### EXERCISE DESCRIPTION
Everything from the first line of the material below through the line containing "impl ChannelAdapter for MockAdapter" is to be printed exactly, and nothing more.

### LISTED RECORDS
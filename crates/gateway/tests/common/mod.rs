//! Shared test doubles for the dispatcher and retry tests.

use std::sync::atomic::{AtomicUsize, Ordering};
use std::sync::Arc;

use async_trait::async_trait;
use notification_gateway::channel::{ChannelAdapter, ChannelKind};
use notification_gateway::{NotificationDispatcher, RetryExecutor, RetryPolicy};
use notification_gateway_types::{
    Channel, CustomerProfile, DeliveryResult, NotificationEvent, NotificationType, Severity,
};
use tokio_util::sync::CancellationToken;

/// Outcome script for one adapter: call `n` uses the `n`-th entry, repeating
/// the last entry once the script is exhausted.
#[derive(Debug, Clone, Copy)]
pub enum MockOutcome {
    Success,
    Failure,
    Skipped,
}

pub struct MockAdapter {
    provider: &'static str,
    kind: ChannelKind,
    outcomes: Vec<MockOutcome>,
    calls: AtomicUsize,
}

impl MockAdapter {
    pub fn new(provider: &'static str, kind: ChannelKind, outcomes: Vec<MockOutcome>) -> Arc<Self> {
        assert!(!outcomes.is_empty(), "mock adapter needs at least one outcome");
        Arc::new(Self {
            provider,
            kind,
            outcomes,
            calls: AtomicUsize::new(0),
        })
    }

    pub fn email(provider: &'static str, outcomes: Vec<MockOutcome>) -> Arc<Self> {
        Self::new(provider, ChannelKind::Email, outcomes)
    }

    pub fn sms(provider: &'static str, outcomes: Vec<MockOutcome>) -> Arc<Self> {
        Self::new(provider, ChannelKind::Sms, outcomes)
    }

    pub fn calls(&self) -> usize {
        self.calls.load(Ordering::SeqCst)
    }
}

#[async_trait]
impl ChannelAdapter for MockAdapter {
    fn provider_name(&self) -> &str {
        self.provider
    }

    fn kind(&self) -> ChannelKind {
        self.kind
    }

    fn is_configured(&self) -> bool {
        true
    }

    async fn send(&self, _event: &NotificationEvent, _profile: &CustomerProfile) -> DeliveryResult {
        let n = self.calls.fetch_add(1, Ordering::SeqCst);
        let outcome = self
            .outcomes
            .get(n)
            .or_else(|| self.outcomes.last())
            .copied()
            .unwrap_or(MockOutcome::Failure);

        match outcome {
            MockOutcome::Success => DeliveryResult::success(
                self.provider,
                self.kind.as_str(),
                format!("msg-{}", n + 1),
                202,
            ),
            MockOutcome::Failure => {
                DeliveryResult::failure(self.provider, self.kind.as_str(), "simulated failure", 500)
            }
            MockOutcome::Skipped => {
                DeliveryResult::skipped(self.provider, self.kind.as_str(), "no contact on record")
            }
        }
    }

    async fn close(&self) {}
}

/// Retry executor with millisecond back-off so tests stay fast.
pub fn fast_retry(max_attempts: u32) -> RetryExecutor {
    RetryExecutor::new(
        RetryPolicy {
            max_attempts,
            initial_delay_ms: 1,
            backoff_factor: 2.0,
            max_delay_ms: 5,
        },
        CancellationToken::new(),
    )
}

/// Dispatcher with the production default force-both set (HIGH, CRITICAL).
pub fn dispatcher(
    email_adapters: Vec<Arc<dyn ChannelAdapter>>,
    sms_adapters: Vec<Arc<dyn ChannelAdapter>>,
    max_attempts: u32,
) -> NotificationDispatcher {
    NotificationDispatcher::new(
        email_adapters,
        sms_adapters,
        fast_retry(max_attempts),
        vec![Severity::High, Severity::Critical],
    )
}

pub fn event(channel: Option<Channel>, severity: Option<Severity>) -> NotificationEvent {
    NotificationEvent {
        notification_id: format!("test-{}", uuid::Uuid::new_v4()),
        notification_type: Some(NotificationType::HighValueAlert),
        severity,
        channel,
        account_id: 100001,
        customer_id: Some(1001),
        account_number: Some("0123456789".to_string()),
        subject: "Test Notification".to_string(),
        body: "Test body text.".to_string(),
        event_time: None,
        generated_at: None,
        metadata: None,
    }
}

pub fn profile() -> CustomerProfile {
    CustomerProfile::new(
        1001,
        100001,
        "Adaeze",
        "Okafor",
        "adaeze@test.com",
        "+2348031001001",
    )
}
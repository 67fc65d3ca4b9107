//! Immutable result of a single notification dispatch attempt.

use chrono::{DateTime, Utc};
use serde::{Deserialize, Serialize};

/// Outcome classification of one provider attempt.
///
/// `Failure` is a transient or unknown error and is retryable. `Skipped` is a
/// permanent condition (no contact of this channel type on the profile, or no
/// adapter configured) and is never retried.
#[derive(Debug, Clone, Copy, PartialEq, Eq, Serialize, Deserialize)]
#[serde(rename_all = "SCREAMING_SNAKE_CASE")]
pub enum DeliveryStatus {
    Success,
    Failure,
    Skipped,
}

/// Result of one channel adapter call.
///
/// Returned by every adapter and included in audit logs. The
/// `provider_message_id` is the external reference returned by the provider
/// (e.g. a SendGrid message id or Twilio SID).
#[derive(Debug, Clone, Serialize, Deserialize)]
pub struct DeliveryResult {
    pub status: DeliveryStatus,
    pub provider: String,
    /// "EMAIL" or "SMS".
    pub channel: String,
    /// Set on success only.
    pub provider_message_id: Option<String>,
    /// Set on failure and skip.
    pub error_message: Option<String>,
    /// Transport status when available, 0 otherwise.
    pub http_status: u16,
    pub delivered_at: DateTime<Utc>,
}

impl DeliveryResult {
    pub fn success(
        provider: impl Into<String>,
        channel: impl Into<String>,
        message_id: impl Into<String>,
        http_status: u16,
    ) -> Self {
        Self {
            status: DeliveryStatus::Success,
            provider: provider.into(),
            channel: channel.into(),
            provider_message_id: Some(message_id.into()),
            error_message: None,
            http_status,
            delivered_at: Utc::now(),
        }
    }

    pub fn failure(
        provider: impl Into<String>,
        channel: impl Into<String>,
        error: impl Into<String>,
        http_status: u16,
    ) -> Self {
        Self {
            status: DeliveryStatus::Failure,
            provider: provider.into(),
            channel: channel.into(),
            provider_message_id: None,
            error_message: Some(error.into()),
            http_status,
            delivered_at: Utc::now(),
        }
    }

    pub fn skipped(
        provider: impl Into<String>,
        channel: impl Into<String>,
        reason: impl Into<String>,
    ) -> Self {
        Self {
            status: DeliveryStatus::Skipped,
            provider: provider.into(),
            channel: channel.into(),
            provider_message_id: None,
            error_message: Some(reason.into()),
            http_status: 0,
            delivered_at: Utc::now(),
        }
    }

    pub fn is_success(&self) -> bool {
        self.status == DeliveryStatus::Success
    }
}
//! Email adapter backed by the SendGrid v3 Mail Send API.
//!
//! SendGrid returns `202 Accepted` on success with the message id in the
//! `X-Message-Id` response header.
//!
//! Required credential: `SENDGRID_API_KEY` with "Mail Send" permission.

use std::time::Duration;

use async_trait::async_trait;
use notification_gateway_types::profile::mask_email;
use notification_gateway_types::{CustomerProfile, DeliveryResult, NotificationEvent};
use serde_json::json;
use tracing::{debug, error, info, warn};

use super::{email_html, type_name, ChannelAdapter, ChannelKind};

const DEFAULT_ENDPOINT: &str = "https://api.sendgrid.com/v3/mail/send";

pub struct SendGridEmailAdapter {
    api_key: String,
    from_address: String,
    reply_to: Option<String>,
    endpoint: String,
    http: reqwest::Client,
}

impl SendGridEmailAdapter {
    pub fn new(api_key: String, from_address: String, reply_to: Option<String>) -> Self {
        Self::with_endpoint(api_key, from_address, reply_to, DEFAULT_ENDPOINT.to_string())
    }

    pub fn with_endpoint(
        api_key: String,
        from_address: String,
        reply_to: Option<String>,
        endpoint: String,
    ) -> Self {
        Self {
            api_key,
            from_address,
            reply_to,
            endpoint,
            http: reqwest::Client::builder()
                .connect_timeout(Duration::from_secs(10))
                .timeout(Duration::from_secs(15))
                .build()
                .unwrap_or_else(|_| reqwest::Client::new()),
        }
    }

    fn build_payload(
        &self,
        event: &NotificationEvent,
        profile: &CustomerProfile,
    ) -> serde_json::Value {
        let mut root = json!({
            "personalizations": [{
                "to": [{
                    "email": profile.email,
                    "name": profile.full_name(),
                }],
            }],
            "from": {
                "email": self.from_address,
                "name": "AB Bank",
            },
            "subject": event.subject,
            "content": [
                {
                    "type": "text/plain",
                    "value": event.body,
                },
                {
                    "type": "text/html",
                    "value": email_html(event, profile),
                },
            ],
            // Custom args for the audit trail
            "custom_args": {
                "notificationId": event.notification_id,
                "notificationType": type_name(event),
                "accountId": event.account_id.to_string(),
            },
        });

        if let Some(reply_to) = self.reply_to.as_deref().filter(|r| !r.trim().is_empty()) {
            root["reply_to"] = json!({ "email": reply_to });
        }

        root
    }
}

#[async_trait]
impl ChannelAdapter for SendGridEmailAdapter {
    fn provider_name(&self) -> &str {
        "sendgrid"
    }

    fn kind(&self) -> ChannelKind {
        ChannelKind::Email
    }

    fn is_configured(&self) -> bool {
        !self.api_key.trim().is_empty()
    }

    async fn send(&self, event: &NotificationEvent, profile: &CustomerProfile) -> DeliveryResult {
        if !profile.has_email() {
            return DeliveryResult::skipped(
                self.provider_name(),
                self.kind().as_str(),
                format!("Customer {} has no email address", profile.customer_id),
            );
        }

        let payload = self.build_payload(event, profile);
        let response = self
            .http
            .post(&self.endpoint)
            .bearer_auth(&self.api_key)
            .json(&payload)
            .send()
            .await;

        match response {
            Ok(response) => {
                let code = response.status().as_u16();
                if code == 202 {
                    // Message id is in the X-Message-Id response header
                    let message_id = response
                        .headers()
                        .get("x-message-id")
                        .and_then(|v| v.to_str().ok())
                        .unwrap_or("unknown")
                        .to_string();
                    info!(
                        notification_id = %event.notification_id,
                        to = %mask_email(&profile.email),
                        message_id = %message_id,
                        subject = %event.subject,
                        "sendgrid email sent"
                    );
                    DeliveryResult::success(self.provider_name(), self.kind().as_str(), message_id, code)
                } else {
                    let body = response
                        .text()
                        .await
                        .unwrap_or_else(|_| "(empty)".to_string());
                    warn!(
                        notification_id = %event.notification_id,
                        http = code,
                        body = %body,
                        "sendgrid rejected email"
                    );
                    DeliveryResult::failure(
                        self.provider_name(),
                        self.kind().as_str(),
                        format!("HTTP {code}: {body}"),
                        code,
                    )
                }
            }
            Err(e) => {
                error!(
                    notification_id = %event.notification_id,
                    error = %e,
                    "sendgrid transport error"
                );
                DeliveryResult::failure(self.provider_name(), self.kind().as_str(), e.to_string(), 0)
            }
        }
    }

    async fn close(&self) {
        debug!("sendgrid adapter closed");
    }
}
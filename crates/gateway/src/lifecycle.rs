//! Readiness gate shared between the consumer loop and the health server.

use std::sync::atomic::{AtomicBool, Ordering};
use std::sync::Arc;

use tracing::info;

/// Observable readiness flag.
///
/// Starts not-ready, flips to ready immediately before the consumer enters
/// its polling loop, and back to not-ready when shutdown begins. The health
/// endpoints read it; the consumer task and the shutdown path write it.
#[derive(Clone, Default)]
pub struct ReadinessGate {
    ready: Arc<AtomicBool>,
}

impl ReadinessGate {
    pub fn new() -> Self {
        Self::default()
    }

    /// Mark the gateway as ready to receive traffic.
    pub fn mark_ready(&self) {
        self.ready.store(true, Ordering::SeqCst);
        info!("gateway marked as ready");
    }

    /// Mark the gateway as not ready (e.g. during shutdown). Idempotent.
    pub fn mark_not_ready(&self) {
        self.ready.store(false, Ordering::SeqCst);
    }

    pub fn is_ready(&self) -> bool {
        self.ready.load(Ordering::SeqCst)
    }
}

### RESULT
filename crates/gateway/tests/common/mod.rs
//! Shared test doubles for the dispatcher and retry tests.

use std::sync::atomic::{AtomicUsize, Ordering};
use std::sync::Arc;

use async_trait::async_trait;
use notification_gateway::channel::{ChannelAdapter, ChannelKind};
use notification_gateway::{NotificationDispatcher, RetryExecutor, RetryPolicy};
use notification_gateway_types::{
    Channel, CustomerProfile, DeliveryResult, NotificationEvent, NotificationType, Severity,
};
use tokio_util::sync::CancellationToken;

/// Outcome script for one adapter: call `n` uses the `n`-th entry, repeating
/// the last entry once the script is exhausted.
#[derive(Debug, Clone, Copy)]
pub enum MockOutcome {
    Success,
    Failure,
    Skipped,
}

pub struct MockAdapter {
    provider: &'static str,
    kind: ChannelKind,
    outcomes: Vec<MockOutcome>,
    calls: AtomicUsize,
}

impl MockAdapter {
    pub fn new(provider: &'static str, kind: ChannelKind, outcomes: Vec<MockOutcome>) -> Arc<Self> {
        assert!(!outcomes.is_empty(), "mock adapter needs at least one outcome");
        Arc::new(Self {
            provider,
            kind,
            outcomes,
            calls: AtomicUsize::new(0),
        })
    }

    pub fn email(provider: &'static str, outcomes: Vec<MockOutcome>) -> Arc<Self> {
        Self::new(provider, ChannelKind::Email, outcomes)
    }

    pub fn sms(provider: &'static str, outcomes: Vec<MockOutcome>) -> Arc<Self> {
        Self::new(provider, ChannelKind::Sms, outcomes)
    }

    pub fn calls(&self) -> usize {
        self.calls.load(Ordering::SeqCst)
    }
}

#[async_trait]
impl ChannelAdapter for MockAdapter {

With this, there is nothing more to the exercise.